I think you need to internalize a few facts here. Fact one, a holofield is all the defense a cannon eldar ship has, other than maybe a few points of Reinforce Hull. Fact two, by putting any sort of second defense field on, we're already making our ships significantly more tanky than their counterparts by adding another layer of the survivability onion. Fact three, those short ranged weapons are more powerful so when you do a driveby of an ork Kill Kroozer, you leave a hulked or exploding burning wreck in your wake. Fact four, all Eldar ships are fast, some are just faster than others.
So if your objection is that my ship isn't durable enough to survive an attack run, then I say it is once you understand that eldar ships are durable before they're hit. If your arguement is that I'm trying to force a square peg into a round hole, no I'm not, I'm leaning into the hull's weapons-slot focus. If you think it's not equipped to fly without friends, well glory be, we can make it some friends by keeping our conversions running, and in the meantime focus on small numbers engagements! And if you think I'm picking the wrong weapons, you've misunderstood my design as purely a refit instead of a 'clean sheet' design for a new-build cruiser.
Holo-Fields do not make a ship impossible to hit, just very difficult to hit as canon Eldar aren't exactly curbstomping everyone they run into and regularly lose to the Orks, Chaos, and the Imperium.
The massed fire which the Orks favor is also the best counter to Holo-Field equipped ships barring aimbot shenanigan's from weapons like Fatetwisters.
This is further exacerbated by your ships inferior mobility compared to our existing ships as being slower means the Orks need to saturate less space with weapons fire in order to hit you since your ship won't be able to cover as much potential space in the same timespan as our current ships.
The one engagement our Holo-Field equipped ships took part in was only low level skirmishing. While they took no damage compared to our Holo-Fieldless ships taking plenty of damage note how none of our major capital ships took damage which suggests that the Orks never came in numbers significant enough for our capitals to get involved.
Trying to force limited engagements where we aren't horribly outnumbered isn't going to work when we are overwhelmingly outnumbered by the Orks on a strategic scale.
Our most likely reasons for attacking or defending against the Orks will either be because we need to hit critical infrastructure which will be heavily guarded or be because we are forced to defend a location we cannot give up which means that the Orks would be coming in force.
While you could make an argument for going after small concentrations of Ork ships to trim down their numbers before a big fight you still run into the issue that we are horrendously outnumbered so even relatively "small" Ork fleets will still likely outnumber us by a significant degree.
Your design doesn't have any Plasma Thrusters either thanks to how limited System Slots are on Carracks.
That makes your design very vulnerable to being mobility killed due to the fragility of Aethersails as it needs to expose itself to a ton of fire to leverage a significant portion of it's weapons.
That mobility kill vulnerability is further exacerbated by the fact that the QM has stated that Aethersails are vulnerable to vehicle scale weapons that strikecraft carry which conveniently should also bypass the ship's conversion fields since those things can't stop slow moving objects which strikecraft should count as given they bypass Void-shields in canon.
Re: Strike Craft & Voidships
Cliff's Notes version: Strike Craft with Superheavy weapons can hurt a Voidship.
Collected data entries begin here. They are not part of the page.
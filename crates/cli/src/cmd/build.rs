//! Implementation of the `tofino build` command.

use std::path::PathBuf;
use std::time::Instant;

use anyhow::{Context, Result};
use clap::{Args, ValueEnum};
use serde::Serialize;

use tofino_lib::config::{BuildOptions, Config, TransferKind};
use tofino_lib::consts::DEFAULT_DEPS_URL;
use tofino_lib::environment::capture_env;
use tofino_lib::pipeline::BuildPipeline;
use tofino_lib::platform::host_arch;
use tofino_lib::stage::ProcessBackend;

use crate::output::{OutputFormat, format_duration, print_json, print_stat, print_success};

#[derive(Debug, Clone, Copy, Default, ValueEnum)]
pub enum TransferArg {
  #[default]
  Http,
  Curl,
}

impl From<TransferArg> for TransferKind {
  fn from(arg: TransferArg) -> Self {
    match arg {
      TransferArg::Http => TransferKind::Http,
      TransferArg::Curl => TransferKind::Curl,
    }
  }
}

#[derive(Debug, Args)]
pub struct BuildArgs {
  /// Root of the source checkout
  #[arg(long, default_value = ".")]
  pub source_root: PathBuf,

  /// Base URL of the prebuilt dependency mirror
  #[arg(long, env = "LIBCHROMIUMCONTENT_MIRROR", default_value = DEFAULT_DEPS_URL)]
  pub deps_url: String,

  /// Pinned dependency commit
  #[arg(long, env = "LIBCHROMIUMCONTENT_COMMIT")]
  pub deps_commit: String,

  /// Interpreter for the build scripts
  #[arg(long, default_value = "python")]
  pub python: PathBuf,

  /// How dependency archives are downloaded
  #[arg(long, value_enum, default_value_t)]
  pub transfer: TransferArg,

  /// Run `npm run lint` after bootstrap
  #[arg(long)]
  pub lint: bool,

  /// Print node and npm versions before building
  #[arg(long)]
  pub log_versions: bool,
}

#[derive(Serialize)]
struct BuildSummary {
  platform: String,
  arch: String,
  duration_ms: u128,
}

/// Execute the build command.
///
/// Resolves the platform once, then runs the whole pipeline. A failing stage's
/// exit code becomes the process exit code.
pub fn cmd_build(args: BuildArgs, output: OutputFormat) -> Result<()> {
  let start = Instant::now();

  let options = BuildOptions {
    source_root: args.source_root,
    deps_url: args.deps_url,
    deps_commit: args.deps_commit,
    python: args.python,
    transfer: args.transfer.into(),
    lint: args.lint,
    log_versions: args.log_versions,
    staging_root: None,
  };
  let config = Config::new(std::env::consts::OS, host_arch(), capture_env(), options)?;

  let rt = tokio::runtime::Runtime::new().context("Failed to create async runtime")?;
  let pipeline = BuildPipeline::new(&config, config.transfer_backend(), ProcessBackend);
  rt.block_on(pipeline.run())?;

  let elapsed = start.elapsed();
  if output.is_json() {
    print_json(&BuildSummary {
      platform: config.platform.key.to_string(),
      arch: config.platform.arch.to_string(),
      duration_ms: elapsed.as_millis(),
    })?;
  } else {
    println!();
    print_success("Build complete!");
    print_stat("Platform", &config.platform.to_string());
    print_stat("Transfer", &config.transfer.to_string());
    print_stat("Duration", &format_duration(elapsed));
  }

  Ok(())
}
Strike Craft with Bomb Bays can also hurt a Voidship. Strike Craft that carry troops can (attempt to) board a Voidship and cause problems. Otherwise, the most a strikecraft can do is scratch damage, barring explicitly unarmored systems (Aethersails, certain types of sensor and commissions equipment, etc) or attempting to attack and disable an enemy's hangers.
Given you only have the System Slots for a single PD battery this thing isn't going to be swatting down a ton of fighters either.
Notice how all of the issues I've brought up could be fixed with more System Slots (more engines, more PD, etc.)?
So yes, you are trying to fit a square peg into a round hole as all those weakness's I've pointed out could be resolved with a more System Slot heavy hull like the Clipper.
Fundamentally with our current hulls we are much better off sticking with a long range kiting paradigm because none of our big ships have the System Slots to fit a lot of survivability improving features without eating into our Weapon Slot.